» **Required work**:
Up to and including the line that contains "use tracing::debug;", reproduce every line exactly, beginning with the first line below.

» **Extracted entries**:
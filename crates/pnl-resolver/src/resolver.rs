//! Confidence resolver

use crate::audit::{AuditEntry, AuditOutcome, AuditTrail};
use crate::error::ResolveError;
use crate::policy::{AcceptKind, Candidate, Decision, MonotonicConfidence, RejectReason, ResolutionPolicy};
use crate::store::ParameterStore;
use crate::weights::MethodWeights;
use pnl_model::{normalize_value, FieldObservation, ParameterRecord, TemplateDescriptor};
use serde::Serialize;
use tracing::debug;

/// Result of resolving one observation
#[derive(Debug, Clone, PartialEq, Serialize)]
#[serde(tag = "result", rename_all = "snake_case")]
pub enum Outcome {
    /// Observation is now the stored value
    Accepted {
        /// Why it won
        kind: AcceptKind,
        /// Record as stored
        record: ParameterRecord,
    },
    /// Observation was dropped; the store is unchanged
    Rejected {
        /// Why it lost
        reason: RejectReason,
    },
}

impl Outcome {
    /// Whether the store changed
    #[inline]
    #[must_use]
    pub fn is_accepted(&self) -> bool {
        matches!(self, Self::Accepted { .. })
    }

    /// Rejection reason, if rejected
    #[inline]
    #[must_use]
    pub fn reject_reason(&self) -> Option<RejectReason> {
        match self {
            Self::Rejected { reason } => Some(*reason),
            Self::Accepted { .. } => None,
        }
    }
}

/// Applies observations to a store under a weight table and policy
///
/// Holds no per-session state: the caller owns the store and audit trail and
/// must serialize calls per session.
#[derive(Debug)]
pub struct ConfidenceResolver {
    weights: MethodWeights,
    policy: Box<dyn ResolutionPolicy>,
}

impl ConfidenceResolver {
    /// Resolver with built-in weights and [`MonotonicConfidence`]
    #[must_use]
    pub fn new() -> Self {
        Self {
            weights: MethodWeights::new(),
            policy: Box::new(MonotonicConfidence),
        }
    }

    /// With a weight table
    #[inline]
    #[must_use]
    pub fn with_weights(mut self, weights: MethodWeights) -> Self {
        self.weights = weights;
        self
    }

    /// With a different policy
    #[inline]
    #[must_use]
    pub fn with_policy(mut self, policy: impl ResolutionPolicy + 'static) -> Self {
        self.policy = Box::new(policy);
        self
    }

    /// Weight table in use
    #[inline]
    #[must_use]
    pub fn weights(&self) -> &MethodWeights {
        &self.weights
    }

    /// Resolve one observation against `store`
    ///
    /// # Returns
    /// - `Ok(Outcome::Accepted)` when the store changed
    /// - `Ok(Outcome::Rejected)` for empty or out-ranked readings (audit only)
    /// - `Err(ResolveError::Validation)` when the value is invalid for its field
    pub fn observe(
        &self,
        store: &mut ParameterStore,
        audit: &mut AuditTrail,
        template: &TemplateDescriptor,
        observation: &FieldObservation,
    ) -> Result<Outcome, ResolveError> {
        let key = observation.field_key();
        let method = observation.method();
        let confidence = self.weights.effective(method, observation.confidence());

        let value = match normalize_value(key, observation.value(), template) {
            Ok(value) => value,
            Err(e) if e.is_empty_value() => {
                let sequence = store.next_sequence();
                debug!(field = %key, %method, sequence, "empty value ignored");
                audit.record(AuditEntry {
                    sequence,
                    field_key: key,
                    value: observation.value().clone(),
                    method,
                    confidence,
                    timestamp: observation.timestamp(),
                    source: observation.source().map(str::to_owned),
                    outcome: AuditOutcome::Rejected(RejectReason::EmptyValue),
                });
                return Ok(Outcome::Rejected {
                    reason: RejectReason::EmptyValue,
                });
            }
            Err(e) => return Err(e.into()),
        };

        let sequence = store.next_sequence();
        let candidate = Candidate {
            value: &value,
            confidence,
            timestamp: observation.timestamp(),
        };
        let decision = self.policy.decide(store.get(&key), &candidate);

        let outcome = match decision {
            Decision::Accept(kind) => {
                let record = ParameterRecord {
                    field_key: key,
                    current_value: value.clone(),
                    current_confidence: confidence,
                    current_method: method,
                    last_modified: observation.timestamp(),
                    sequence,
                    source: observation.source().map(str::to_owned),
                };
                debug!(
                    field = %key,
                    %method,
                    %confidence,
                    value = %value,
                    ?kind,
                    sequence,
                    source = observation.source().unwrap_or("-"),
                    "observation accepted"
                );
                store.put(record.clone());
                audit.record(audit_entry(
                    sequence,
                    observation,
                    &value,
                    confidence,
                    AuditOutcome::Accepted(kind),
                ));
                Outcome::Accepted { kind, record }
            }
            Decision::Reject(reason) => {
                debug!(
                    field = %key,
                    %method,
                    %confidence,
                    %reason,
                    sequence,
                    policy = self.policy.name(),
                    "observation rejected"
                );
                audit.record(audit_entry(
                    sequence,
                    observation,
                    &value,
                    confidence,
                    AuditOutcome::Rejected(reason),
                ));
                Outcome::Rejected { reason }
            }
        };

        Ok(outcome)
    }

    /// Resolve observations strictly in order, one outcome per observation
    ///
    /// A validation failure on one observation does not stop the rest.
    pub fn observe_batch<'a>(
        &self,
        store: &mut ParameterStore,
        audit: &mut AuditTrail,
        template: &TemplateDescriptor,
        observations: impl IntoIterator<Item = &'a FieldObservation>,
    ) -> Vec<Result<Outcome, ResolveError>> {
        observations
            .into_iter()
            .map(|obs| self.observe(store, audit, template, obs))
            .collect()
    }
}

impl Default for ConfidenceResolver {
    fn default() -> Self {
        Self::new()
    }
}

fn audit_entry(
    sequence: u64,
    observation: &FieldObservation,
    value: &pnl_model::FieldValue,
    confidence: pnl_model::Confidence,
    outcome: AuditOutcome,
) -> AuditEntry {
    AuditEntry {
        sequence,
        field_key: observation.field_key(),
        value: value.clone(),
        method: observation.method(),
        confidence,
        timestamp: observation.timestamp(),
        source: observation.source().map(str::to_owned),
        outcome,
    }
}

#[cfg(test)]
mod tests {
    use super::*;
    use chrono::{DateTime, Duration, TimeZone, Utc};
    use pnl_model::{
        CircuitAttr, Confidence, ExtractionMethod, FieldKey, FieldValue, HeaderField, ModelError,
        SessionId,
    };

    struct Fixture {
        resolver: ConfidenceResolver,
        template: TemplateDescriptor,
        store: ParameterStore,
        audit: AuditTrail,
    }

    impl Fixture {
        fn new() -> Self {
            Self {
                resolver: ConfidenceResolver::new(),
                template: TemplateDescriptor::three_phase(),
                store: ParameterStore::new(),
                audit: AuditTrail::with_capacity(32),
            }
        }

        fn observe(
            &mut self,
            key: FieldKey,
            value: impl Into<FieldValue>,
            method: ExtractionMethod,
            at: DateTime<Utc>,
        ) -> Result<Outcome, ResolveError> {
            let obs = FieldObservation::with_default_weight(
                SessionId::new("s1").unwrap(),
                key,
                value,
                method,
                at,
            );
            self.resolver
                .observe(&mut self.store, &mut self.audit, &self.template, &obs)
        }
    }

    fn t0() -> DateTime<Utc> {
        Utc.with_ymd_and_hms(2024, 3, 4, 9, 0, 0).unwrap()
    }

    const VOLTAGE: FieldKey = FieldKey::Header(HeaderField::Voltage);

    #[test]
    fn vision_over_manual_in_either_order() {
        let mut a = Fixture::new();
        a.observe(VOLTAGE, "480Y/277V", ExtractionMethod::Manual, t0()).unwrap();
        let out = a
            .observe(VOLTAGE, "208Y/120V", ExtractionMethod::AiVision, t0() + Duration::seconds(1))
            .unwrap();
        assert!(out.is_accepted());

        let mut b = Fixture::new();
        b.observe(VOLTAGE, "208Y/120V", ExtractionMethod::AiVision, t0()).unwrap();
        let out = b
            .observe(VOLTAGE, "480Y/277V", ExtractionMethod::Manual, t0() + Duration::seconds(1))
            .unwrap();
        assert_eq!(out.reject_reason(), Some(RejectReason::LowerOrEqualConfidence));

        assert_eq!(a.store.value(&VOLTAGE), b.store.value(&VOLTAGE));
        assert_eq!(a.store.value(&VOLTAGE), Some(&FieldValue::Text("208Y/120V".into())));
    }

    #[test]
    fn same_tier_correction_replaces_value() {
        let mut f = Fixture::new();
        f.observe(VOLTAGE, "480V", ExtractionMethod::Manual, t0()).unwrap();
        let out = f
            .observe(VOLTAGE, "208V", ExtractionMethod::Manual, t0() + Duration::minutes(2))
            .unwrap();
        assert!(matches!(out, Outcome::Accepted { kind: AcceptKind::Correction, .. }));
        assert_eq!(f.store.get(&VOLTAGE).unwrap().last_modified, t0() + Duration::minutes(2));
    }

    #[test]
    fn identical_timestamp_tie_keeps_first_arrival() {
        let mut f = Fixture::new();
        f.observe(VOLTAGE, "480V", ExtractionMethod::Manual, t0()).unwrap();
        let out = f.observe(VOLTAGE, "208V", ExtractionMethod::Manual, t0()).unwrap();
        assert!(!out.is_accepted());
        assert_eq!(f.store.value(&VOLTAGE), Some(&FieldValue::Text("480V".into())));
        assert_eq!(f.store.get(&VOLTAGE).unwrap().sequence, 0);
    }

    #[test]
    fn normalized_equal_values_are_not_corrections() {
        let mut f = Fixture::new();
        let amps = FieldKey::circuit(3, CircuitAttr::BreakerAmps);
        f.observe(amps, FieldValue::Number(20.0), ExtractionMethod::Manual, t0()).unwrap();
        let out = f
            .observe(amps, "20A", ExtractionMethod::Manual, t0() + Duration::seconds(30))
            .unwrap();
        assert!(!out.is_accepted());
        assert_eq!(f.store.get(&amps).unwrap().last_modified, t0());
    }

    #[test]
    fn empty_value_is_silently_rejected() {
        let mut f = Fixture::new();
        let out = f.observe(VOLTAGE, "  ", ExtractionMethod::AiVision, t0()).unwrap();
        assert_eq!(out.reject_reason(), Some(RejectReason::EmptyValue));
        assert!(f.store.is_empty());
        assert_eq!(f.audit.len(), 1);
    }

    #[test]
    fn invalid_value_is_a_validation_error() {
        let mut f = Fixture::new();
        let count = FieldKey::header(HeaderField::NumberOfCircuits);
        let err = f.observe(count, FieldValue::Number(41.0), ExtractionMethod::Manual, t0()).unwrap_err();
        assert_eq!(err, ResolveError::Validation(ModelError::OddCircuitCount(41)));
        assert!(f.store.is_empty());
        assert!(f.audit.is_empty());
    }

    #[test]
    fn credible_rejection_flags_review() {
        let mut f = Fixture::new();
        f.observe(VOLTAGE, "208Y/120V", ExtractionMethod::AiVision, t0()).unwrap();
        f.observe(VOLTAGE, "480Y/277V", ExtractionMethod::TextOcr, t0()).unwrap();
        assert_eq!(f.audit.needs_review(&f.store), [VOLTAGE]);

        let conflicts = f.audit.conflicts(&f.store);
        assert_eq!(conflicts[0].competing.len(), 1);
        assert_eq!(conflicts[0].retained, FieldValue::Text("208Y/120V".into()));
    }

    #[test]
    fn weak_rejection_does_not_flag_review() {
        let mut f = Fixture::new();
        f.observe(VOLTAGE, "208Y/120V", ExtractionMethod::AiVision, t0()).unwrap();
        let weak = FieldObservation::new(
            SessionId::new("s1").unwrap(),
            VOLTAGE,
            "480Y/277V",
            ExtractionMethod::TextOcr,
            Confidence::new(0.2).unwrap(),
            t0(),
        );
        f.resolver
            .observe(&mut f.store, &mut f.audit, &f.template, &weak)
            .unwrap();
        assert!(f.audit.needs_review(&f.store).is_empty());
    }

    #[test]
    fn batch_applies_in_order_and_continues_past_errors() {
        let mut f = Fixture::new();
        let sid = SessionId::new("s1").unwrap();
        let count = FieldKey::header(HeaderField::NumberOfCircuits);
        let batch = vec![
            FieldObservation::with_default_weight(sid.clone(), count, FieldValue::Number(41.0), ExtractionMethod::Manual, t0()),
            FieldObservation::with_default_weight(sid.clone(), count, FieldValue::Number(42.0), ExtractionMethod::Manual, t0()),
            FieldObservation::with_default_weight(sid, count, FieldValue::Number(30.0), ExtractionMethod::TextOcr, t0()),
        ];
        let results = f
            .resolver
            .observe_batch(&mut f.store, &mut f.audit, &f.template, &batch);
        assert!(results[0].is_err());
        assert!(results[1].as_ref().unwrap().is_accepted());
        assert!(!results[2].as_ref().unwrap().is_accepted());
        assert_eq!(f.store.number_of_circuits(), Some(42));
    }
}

» **Task response**:
filename crates/pnl-resolver/src/resolver.rs
//! Confidence resolver

use crate::audit::{AuditEntry, AuditOutcome, AuditTrail};
use crate::error::ResolveError;
use crate::policy::{AcceptKind, Candidate, Decision, MonotonicConfidence, RejectReason, ResolutionPolicy};
use crate::store::ParameterStore;
use crate::weights::MethodWeights;
use pnl_model::{normalize_value, FieldObservation, ParameterRecord, TemplateDescriptor};
use serde::Serialize;
use tracing::debug;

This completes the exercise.